BMA Scotland council chair Lewis Morrison was speaking as evidence emerged that doctors experienced improvements in the workplace during the pandemic.
Of the 700 doctors who took part in a BMA tracker survey, almost two thirds said there had been a greater sense of team-working, four in 10 said they felt more valued as a doctor, and a third said culture – how staff are treated and how they treat each other – had improved.
The survey – conducted in the second half of June – also showed that doctors’ well-being continues to be of concern, with 30 per cent reporting deteriorating mental health during the pandemic.
Dr Morrison said there was an opportunity for the NHS to rebuild in a more positive way after the pandemic. ‘As the COVID-19 pandemic hopefully recedes, we are looking to the future of our NHS – but to shape that for the better we must learn from the past and not allow old problems to resurface.
‘Reports of improvements in behaviours and attitudes, a greater sense of teamwork, and the traditionally hierarchical structure of the NHS being swept aside to fight this pandemic give me hope. But colleagues fear the risk of the NHS simply slipping back into some of the old ways of working: the spectre of bullying, unsustainable workload pressures, target driven priorities, unnecessary bureaucracy and barriers to change and improvement. We have a real chance to prevent these things happening which we must take.’
Dr Morrison said it had been clear at the start of this year that NHS Scotland had to change, and that this had been underlined by recent events.

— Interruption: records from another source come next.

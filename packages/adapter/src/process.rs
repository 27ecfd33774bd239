//! Subprocess plumbing for the external browser CLI. Every operation spawns
//! a fresh child process — no connection pool is assumed — composes its
//! argument vector, enforces a timeout with the adapter itself (not the
//! OS), and interprets the `{success, data, error}` output envelope.
//!
//! Grounded on the `agent-browser` CLI wrapper pattern: a
//! `Command::new("agent-browser")` per call, `--json` to request
//! machine-readable output, `which`-based presence detection.

use std::process::Stdio;
use std::time::Duration;

use enbu_flow_types::error::FlowError;
use serde::de::DeserializeOwned;
use serde_json::Value;
use tokio::process::Command;
use tokio::time::timeout;

/// Configuration for every adapter call: which binary to invoke, the
/// working directory and environment to run it in, and the default
/// per-call timeout.
#[derive(Debug, Clone)]
pub struct AdapterConfig {
    pub binary: String,
    pub cwd: Option<std::path::PathBuf>,
    pub env: Vec<(String, String)>,
    pub default_timeout: Duration,
    /// Run the browser with a visible window rather than headless.
    /// Forwarded as `--headed` on every call.
    pub headed: bool,
}

impl Default for AdapterConfig {
    fn default() -> Self {
        AdapterConfig {
            binary: "agent-browser".to_string(),
            cwd: None,
            env: Vec::new(),
            default_timeout: Duration::from_secs(30),
            headed: false,
        }
    }
}

impl AdapterConfig {
    /// Whether the configured binary can be located on `PATH`. Checked
    /// lazily by callers before the first invocation of a flow, not
    /// cached — the binary could be installed or removed between flows.
    pub fn binary_available(&self) -> bool {
        which::which(&self.binary).is_ok()
    }
}

/// The envelope every successful invocation of the external CLI prints:
/// one JSON object followed by a newline.
#[derive(Debug, serde::Deserialize)]
struct Envelope {
    success: bool,
    #[serde(default)]
    data: Value,
    #[serde(default)]
    error: Option<String>,
}

/// Invokes `binary subcommand args... --json`, enforces `timeout_ms`, and
/// decodes the envelope's `data` field as `T`.
pub async fn invoke<T: DeserializeOwned>(
    config: &AdapterConfig,
    subcommand: &str,
    args: &[String],
    timeout_override: Option<Duration>,
) -> Result<T, FlowError> {
    if !config.binary_available() {
        return Err(FlowError::NotInstalled { binary: config.binary.clone() });
    }

    let mut full_args: Vec<String> = vec![subcommand.to_string()];
    full_args.extend(args.iter().cloned());
    full_args.push("--json".to_string());

    let mut command = Command::new(&config.binary);
    command.args(&full_args);
    command.stdin(Stdio::null());
    command.stdout(Stdio::piped());
    command.stderr(Stdio::piped());
    // When the timeout below fires, `wait_with_output`'s future (which owns
    // the child) is dropped before the process exits. `kill_on_drop` is what
    // turns that drop into an actual kill.
    command.kill_on_drop(true);
    if let Some(cwd) = &config.cwd {
        command.current_dir(cwd);
    }
    for (key, value) in &config.env {
        command.env(key, value);
    }

    tracing::debug!(binary = %config.binary, args = ?full_args, "spawning browser CLI");

    let call_timeout = timeout_override.unwrap_or(config.default_timeout);
    let mut child = command
        .spawn()
        .map_err(|_| FlowError::NotInstalled { binary: config.binary.clone() })?;

    let output = match timeout(call_timeout, child.wait_with_output()).await {
        Ok(Ok(output)) => output,
        Ok(Err(e)) => {
            return Err(FlowError::CommandFailed {
                exit_code: None,
                stderr: e.to_string(),
                args: full_args,
            });
        }
        Err(_) => {
            return Err(FlowError::Timeout { args: full_args, timeout_ms: call_timeout.as_millis() as u64 });
        }
    };

    if !output.status.success() {
        return Err(FlowError::CommandFailed {
            exit_code: output.status.code(),
            stderr: String::from_utf8_lossy(&output.stderr).to_string(),
            args: full_args,
        });
    }

    let stdout = String::from_utf8_lossy(&output.stdout);
    let envelope: Envelope = serde_json::from_str(stdout.trim()).map_err(|_| {
        FlowError::AgentBrowserOutputParseError { raw_output: stdout.to_string() }
    })?;

    if !envelope.success {
        return Err(FlowError::CommandExecutionFailed {
            message: envelope.error.unwrap_or_else(|| "command reported failure".to_string()),
        });
    }

    serde_json::from_value(envelope.data)
        .map_err(|_| FlowError::AgentBrowserOutputParseError { raw_output: stdout.to_string() })
}

#[cfg(test)]
mod tests {
    use super::*;

    #[test]
    fn default_config_points_at_agent_browser() {
        let config = AdapterConfig::default();
        assert_eq!(config.binary, "agent-browser");
    }

    #[tokio::test]
    async fn missing_binary_is_not_installed() {
        let config = AdapterConfig {
            binary: "definitely-not-a-real-binary-xyz".to_string(),
            ..AdapterConfig::default()
        };
        let err = invoke::<Value>(&config, "open", &[], None).await.unwrap_err();
        assert!(matches!(err, FlowError::NotInstalled { .. }));
    }

    #[tokio::test]
    async fn a_slow_child_is_killed_and_reported_as_timeout() {
        // `sh -c 'sleep 30'` run through `invoke` with a short timeout
        // override: the call must return `Timeout` well before the 30s
        // sleep would otherwise elapse, proving the future stops driving
        // the child rather than waiting it out. The trailing `--json` that
        // `invoke` always appends lands as `sh`'s harmless `$0`.
        let config = AdapterConfig { binary: "sh".to_string(), ..AdapterConfig::default() };
        let start = std::time::Instant::now();
        let err = invoke::<Value>(&config, "-c", &["sleep 30".to_string()], Some(Duration::from_millis(50)))
            .await
            .unwrap_err();
        assert!(matches!(err, FlowError::Timeout { .. }));
        assert!(start.elapsed() < Duration::from_secs(5));
    }
}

‘It seems strange that it took a pandemic to better learn the lessons, but this is a time when it is right to look for the good out of the bad. Our surveys have shown that, despite the huge pressures of dealing with COVID, that morale is better in many places, with a renewed sense of team.
‘Caring for those who care, listening to them, working with them and providing for their physical and mental wellbeing clearly works and delivers results.
‘We now have a real chance to emerge from this crisis with an NHS that is a better place for those who work in it – and that has to be good for everyone. We must not go back to the way it was. Let’s find a silver lining in this cloud and make a change for good.’